Garrison Gregory M, Angstman Kurt B, O'Connor Stephen S, Williams Mark D, Lineberry Timothy W
From the Department of Family Medicine (GMG, KBA) and the Department of Psychiatry & Psychology (MDW), Mayo Clinic, Rochester, MN; and the Department of Psychological Sciences, Western Kentucky University, Bowling Green, KY (SSO); Aurora Health Care, Green Bay, WI (TWL).
J Am Board Fam Med. 2016 Jan-Feb;29(1):10-7. doi: 10.3122/jabfm.2016.01.150128.
Collaborative care management (CCM) has been shown to have superior outcomes to usual care (UC) for depressed patients with a fixed end point. This study was a survival analysis over time comparing CCM with UC using remission (9-item Patient Health Questionnaire [PHQ-9] score <5) and persistent depressive symptoms (PDSs; PHQ-9 score ≥10) as end points.
A retrospective cohort study of 7340 patients with depression cared for at 4 outpatient primary care clinics was conducted from March 2008 through June 2013. All adult patients diagnosed with depression (International Classification of Diseases, 9th Revision [ICD-9], codes 296.2-3) or dysthymia (ICD-9 code 300.4) with an initial PHQ-9 score ≥10 were included. CCM was implemented at all clinics between 2008 and 2010. Kaplan-Meyer survival curves for time to remission and PDSs were plotted.

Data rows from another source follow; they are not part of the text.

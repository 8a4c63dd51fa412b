#![allow(clippy::cast_possible_truncation)]

//! Transcript rendering functions.
//!
//! Builds the scrollback view from transcript cells: user messages with a
//! gutter prefix, agent replies as plain paragraphs, and the busy spinner
//! while a reply is pending.

use ratatui::Frame;
use ratatui::layout::Rect;
use ratatui::style::{Modifier, Style};
use ratatui::text::{Line, Span};
use ratatui::widgets::Paragraph;
use unicode_width::UnicodeWidthChar;

use super::state::TranscriptCell;
use crate::state::TuiState;
use crate::theme::Theme;

/// Braille dots (⠋⠙⠹) may not render correctly in all terminals/fonts.
const SPINNER_FRAMES: &[&str] = &["◐", "◓", "◑", "◒"];

/// Spinner speed divisor (render frames per spinner frame).
pub const SPINNER_SPEED_DIVISOR: usize = 6;

/// Gutter prefix for user messages.
const USER_PREFIX: &str = "│ ";

/// Renders the transcript into the given area, honoring the scroll offset.
pub fn render_transcript(state: &TuiState, frame: &mut Frame, area: Rect) {
    let width = area.width as usize;
    let lines = build_transcript_lines(state, width);

    let total = lines.len();
    let viewport = area.height as usize;

    // scroll_offset counts lines up from the bottom; clamp so scrolling past
    // the first line is impossible.
    let max_offset = total.saturating_sub(viewport);
    let offset = state.transcript.scroll_offset.min(max_offset);
    let start = total.saturating_sub(viewport + offset);

    let visible: Vec<Line> = lines.into_iter().skip(start).take(viewport).collect();
    frame.render_widget(Paragraph::new(visible), area);
}

/// Builds the full transcript as styled lines, wrapped to `width`.
pub fn build_transcript_lines(state: &TuiState, width: usize) -> Vec<Line<'static>> {
    let theme = &state.theme;
    let mut lines: Vec<Line<'static>> = Vec::new();

    if state.transcript.cells().is_empty() {
        lines.extend(welcome_lines(theme));
    }

    for cell in state.transcript.cells() {
        if !lines.is_empty() {
            lines.push(Line::default());
        }
        match cell {
            TranscriptCell::User {
                text,
                attachment_names,
            } => {
                lines.extend(user_lines(text, attachment_names, width, theme));
            }
            TranscriptCell::Agent { text } => {
                lines.extend(wrapped_lines(text, width, Style::default()));
            }
        }
    }

    if state.is_agent_busy() {
        let frame_idx = (state.spinner_frame / SPINNER_SPEED_DIVISOR) % SPINNER_FRAMES.len();
        lines.push(Line::default());
        lines.push(Line::from(vec![
            Span::styled(
                SPINNER_FRAMES[frame_idx].to_string(),
                Style::default().fg(theme.accent),
            ),
            Span::styled(" thinking...", Style::default().fg(theme.dim)),
        ]));
    }

    lines
}

fn welcome_lines(theme: &Theme) -> Vec<Line<'static>> {
    vec![
        Line::from(Span::styled(
            "quill",
            Style::default()
                .fg(theme.accent)
                .add_modifier(Modifier::BOLD),
        )),
        Line::default(),
        Line::from(Span::styled(
            "/ commands · @ attach a file · ctrl+o external editor",
            Style::default().fg(theme.dim),
        )),
        Line::from(Span::styled(
            "ctrl+r then a digit removes an attachment · enter sends",
            Style::default().fg(theme.dim),
        )),
    ]
}

fn user_lines(
    text: &str,
    attachment_names: &[String],
    width: usize,
    theme: &Theme,
) -> Vec<Line<'static>> {
    let prefix_style = Style::default().fg(theme.accent);
    let content_width = width.saturating_sub(USER_PREFIX.chars().count());

    let mut lines: Vec<Line<'static>> = wrapped_lines(text, content_width, Style::default())
        .into_iter()
        .map(|line| {
            let mut spans = vec![Span::styled(USER_PREFIX.to_string(), prefix_style)];
            spans.extend(line.spans);
            Line::from(spans)
        })
        .collect();

    if !attachment_names.is_empty() {
        lines.push(Line::from(vec![
            Span::styled(USER_PREFIX.to_string(), prefix_style),
            Span::styled(
                format!("(attached: {})", attachment_names.join(", ")),
                Style::default().fg(theme.dim),
            ),
        ]));
    }

    lines
}

/// Wraps plain text to `width` display columns, one styled span per line.
fn wrapped_lines(text: &str, width: usize, style: Style) -> Vec<Line<'static>> {
    let width = width.max(1);
    let mut lines = Vec::new();

    for logical in text.split('\n') {
        if logical.is_empty() {
            lines.push(Line::default());
            continue;
        }

        let mut current = String::new();
        let mut current_width = 0usize;
        for ch in logical.chars() {
            let w = ch.width().unwrap_or(0);
            if current_width + w > width && !current.is_empty() {
                lines.push(Line::from(Span::styled(
                    std::mem::take(&mut current),
                    style,
                )));
                current_width = 0;
            }
            current.push(ch);
            current_width += w;
        }
        lines.push(Line::from(Span::styled(current, style)));
    }

    lines
}
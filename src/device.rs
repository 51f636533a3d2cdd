// SPDX-FileCopyrightText: © 2025 Phala Network <dstack@phala.network>
//
// SPDX-License-Identifier: Apache-2.0

//! TPM device communication layer
//!
//! Provides low-level communication with TPM devices via /dev/tpmrm0 or
//! /dev/tpm0, the command builder, and response parsing. The wire protocol is
//! strictly request-then-response; one exchange is in flight at a time.

use std::fs::OpenOptions;
use std::io::{Read, Write};
use std::path::Path;

use crate::constants::*;
use crate::error::{ToolError, ToolResult};
use crate::marshal::*;
use crate::session::SessionParameter;

/// Maximum TPM command/response size
const TPM_MAX_COMMAND_SIZE: usize = 4096;

/// A synchronous TPM command/response channel.
///
/// [`TpmDevice`] is the production implementation; tests substitute scripted
/// transports to drive the authorization layer without hardware.
pub trait TpmTransport {
    /// Send a raw command and return the raw response bytes.
    fn transmit(&mut self, command: &[u8]) -> ToolResult<Vec<u8>>;

    /// Send a command and parse the response header.
    fn execute(&mut self, command: &[u8]) -> ToolResult<TpmResponse> {
        let response_bytes = self.transmit(command)?;
        TpmResponse::parse(&response_bytes)
    }
}

/// TPM character-device transport
pub struct TpmDevice {
    file: std::fs::File,
    path: String,
}

impl TpmDevice {
    /// Open a TPM device
    pub fn open(path: &str) -> ToolResult<Self> {
        // Strip "device:" prefix if present
        let device_path = path.strip_prefix("device:").unwrap_or(path);

        let file = OpenOptions::new()
            .read(true)
            .write(true)
            .open(device_path)?;

        Ok(Self {
            file,
            path: device_path.to_string(),
        })
    }

    /// Detect and open the default TPM device
    pub fn detect() -> ToolResult<Self> {
        if Path::new("/dev/tpmrm0").exists() {
            Self::open("/dev/tpmrm0")
        } else if Path::new("/dev/tpm0").exists() {
            Self::open("/dev/tpm0")
        } else {
            Err(ToolError::Io(std::io::Error::new(
                std::io::ErrorKind::NotFound,
                "TPM device not found",
            )))
        }
    }

    /// Get the device path
    pub fn path(&self) -> &str {
        &self.path
    }
}

impl TpmTransport for TpmDevice {
    fn transmit(&mut self, command: &[u8]) -> ToolResult<Vec<u8>> {
        self.file.write_all(command)?;

        let mut response = vec![0u8; TPM_MAX_COMMAND_SIZE];
        let n = self.file.read(&mut response)?;

        response.truncate(n);
        Ok(response)
    }
}

/// TPM command builder
pub struct TpmCommand {
    buf: CommandBuffer,
    code: TpmCc,
}

impl TpmCommand {
    /// Create a new command without sessions
    pub fn new(command_code: TpmCc) -> Self {
        Self::with_tag(command_code, TpmSt::NoSessions)
    }

    /// Create a new command with an authorization area
    pub fn with_sessions(command_code: TpmCc) -> Self {
        Self::with_tag(command_code, TpmSt::Sessions)
    }

    fn with_tag(command_code: TpmCc, tag: TpmSt) -> Self {
        let mut buf = CommandBuffer::with_capacity(256);

        // Header: tag (2) + size (4) + command code (4)
        buf.put_u16(tag.to_u16());
        buf.put_u32(0); // Size placeholder
        buf.put_u32(command_code.to_u32());

        Self {
            buf,
            code: command_code,
        }
    }

    pub fn command_code(&self) -> TpmCc {
        self.code
    }

    /// Add a handle to the command
    pub fn add_handle(&mut self, handle: u32) {
        self.buf.put_u32(handle);
    }

    pub fn add_u8(&mut self, v: u8) {
        self.buf.put_u8(v);
    }

    pub fn add_u16(&mut self, v: u16) {
        self.buf.put_u16(v);
    }

    pub fn add_u32(&mut self, v: u32) {
        self.buf.put_u32(v);
    }

    pub fn add_i32(&mut self, v: i32) {
        self.buf.put_i32(v);
    }

    /// Add a TPM2B structure
    pub fn add_tpm2b(&mut self, data: &[u8]) {
        self.buf.put_tpm2b(data);
    }

    /// Add an empty TPM2B structure
    pub fn add_tpm2b_empty(&mut self) {
        self.buf.put_tpm2b_empty();
    }

    /// Add a marshallable structure
    pub fn add<T: Marshal>(&mut self, value: &T) {
        value.marshal(&mut self.buf);
    }

    /// Write the authorization area for the given resolved sessions.
    ///
    /// Each entry is session handle (4), empty nonce (2), attribute byte (1),
    /// and the auth value (2 + len). The password sentinel carries the
    /// object's plaintext auth; attached sessions carry their own attribute
    /// byte, which must have been set before the session is presented here.
    pub fn add_auth_area(&mut self, sessions: &[SessionParameter]) {
        let total: u32 = sessions
            .iter()
            .map(|s| 4 + 2 + 1 + 2 + s.auth_bytes().len() as u32)
            .sum();
        self.buf.put_u32(total);

        for session in sessions {
            self.buf.put_u32(session.handle());
            self.buf.put_u16(0); // Empty nonce
            self.buf.put_u8(session.attributes());
            self.buf.put_tpm2b(session.auth_bytes());
        }
    }

    /// Add a single resolved session as the authorization area.
    pub fn add_auth(&mut self, session: &SessionParameter) {
        self.add_auth_area(std::slice::from_ref(session));
    }

    /// Finalize the command and return the bytes
    pub fn finalize(mut self) -> Vec<u8> {
        // Update the size field
        let size = self.buf.len() as u32;
        self.buf.update_u32(2, size);
        self.buf.into_vec()
    }
}

/// TPM response parser
#[derive(Debug)]
pub struct TpmResponse {
    pub tag: TpmSt,
    pub response_code: u32,
    pub data: Vec<u8>,
}

impl TpmResponse {
    /// Parse a TPM response
    pub fn parse(response: &[u8]) -> ToolResult<Self> {
        if response.len() < 10 {
            return Err(ToolError::Parse(format!(
                "TPM response too short: {} bytes",
                response.len()
            )));
        }

        let mut buf = ResponseBuffer::new(response);

        let tag_raw = buf.get_u16()?;
        let tag = TpmSt::from_u16(tag_raw)
            .ok_or_else(|| ToolError::Parse(format!("invalid response tag: 0x{tag_raw:04x}")))?;

        let size = buf.get_u32()? as usize;
        if response.len() < size {
            return Err(ToolError::Parse(format!(
                "TPM response size mismatch: expected {}, got {}",
                size,
                response.len()
            )));
        }

        let response_code = buf.get_u32()?;

        // Remaining data after header
        let data = response[10..size].to_vec();

        Ok(Self {
            tag,
            response_code,
            data,
        })
    }

    /// Check if the response indicates success
    pub fn is_success(&self) -> bool {
        self.response_code == 0
    }

    /// The error portion of the response code (low 16 bits).
    pub fn error_code(&self) -> u32 {
        tpm_rc::error_get(self.response_code)
    }

    /// Ensure the response is successful, tagging failures with the verb.
    pub fn ensure_success(&self, op: &'static str) -> ToolResult<()> {
        if self.is_success() {
            Ok(())
        } else {
            Err(ToolError::from_tpm(op, self.response_code))
        }
    }

    /// Get a response buffer for parsing the data
    pub fn data_buffer(&self) -> ResponseBuffer<'_> {
        ResponseBuffer::new(&self.data)
    }

    /// Skip the parameter size field (for commands with sessions)
    pub fn skip_parameter_size(&self) -> ToolResult<ResponseBuffer<'_>> {
        let mut buf = self.data_buffer();
        if self.tag == TpmSt::Sessions {
            let _param_size = buf.get_u32()?;
        }
        Ok(buf)
    }
}

#[cfg(test)]
mod tests {
    use super::*;

    #[test]
    fn command_builder_header() {
        let mut cmd = TpmCommand::new(TpmCc::PcrRead);
        cmd.add_u16(0);

        let bytes = cmd.finalize();

        assert_eq!(&bytes[0..2], &[0x80, 0x01]); // TPM_ST_NO_SESSIONS
        assert_eq!(&bytes[6..10], &[0x00, 0x00, 0x01, 0x7E]); // TPM_CC_PCR_Read

        let size = u32::from_be_bytes([bytes[2], bytes[3], bytes[4], bytes[5]]);
        assert_eq!(size as usize, bytes.len());
    }

    #[test]
    fn password_auth_area_carries_the_auth_value() {
        let mut cmd = TpmCommand::with_sessions(TpmCc::Unseal);
        cmd.add_handle(0x80000000);
        cmd.add_auth(&SessionParameter::Password {
            auth: b"secret".to_vec(),
        });
        let bytes = cmd.finalize();

        // Header (10) + handle (4), then the auth area.
        let mut buf = ResponseBuffer::new(&bytes[14..]);
        let area_size = buf.get_u32().unwrap();
        assert_eq!(area_size, 4 + 2 + 1 + 2 + 6);
        assert_eq!(buf.get_u32().unwrap(), tpm_rh::PW);
        assert_eq!(buf.get_u16().unwrap(), 0); // nonce
        assert_eq!(buf.get_u8().unwrap(), 0); // attributes
        assert_eq!(buf.get_tpm2b().unwrap(), b"secret");
    }

    #[test]
    fn attached_session_auth_area_uses_session_attributes() {
        let mut cmd = TpmCommand::with_sessions(TpmCc::Unseal);
        cmd.add_handle(0x80000000);
        cmd.add_auth(&SessionParameter::Attached {
            handle: 0x03000000,
            attributes: TpmaSa::new().with_continue_session(),
        });
        let bytes = cmd.finalize();

        let mut buf = ResponseBuffer::new(&bytes[14..]);
        assert_eq!(buf.get_u32().unwrap(), 9);
        assert_eq!(buf.get_u32().unwrap(), 0x03000000);
        assert_eq!(buf.get_u16().unwrap(), 0);
        assert_eq!(buf.get_u8().unwrap(), TpmaSa::CONTINUE_SESSION);
    }

    #[test]
    fn response_parse_minimal_success() {
        let response = vec![
            0x80, 0x01, // TPM_ST_NO_SESSIONS
            0x00, 0x00, 0x00, 0x0A, // Size = 10
            0x00, 0x00, 0x00, 0x00, // TPM_RC_SUCCESS
        ];

        let parsed = TpmResponse::parse(&response).unwrap();
        assert!(parsed.is_success());
        assert!(parsed.data.is_empty());
    }
}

A Cox proportional hazards model was used to adjust for expected differences between patients choosing CCM versus UC.
Median time to remission was 86 days (95% confidence interval [CI], 81-91 days) for the CCM group versus 614 days (95% CI, 565-692 days) for the UC group. Likewise, median duration of PDSs was 31 days (95% CI, 30-33 days) for the CCM group versus 154 days (95% CI, 138-182 days) for the UC group. In the Cox proportional hazards model, which controlled for covariates such as age, sex, race, diagnosis, and initial PHQ-9 score, CCM was associated with faster remission (hazard ratio of the CCM group [HRCCM], 2.48; 95% CI, 2.31-2.65).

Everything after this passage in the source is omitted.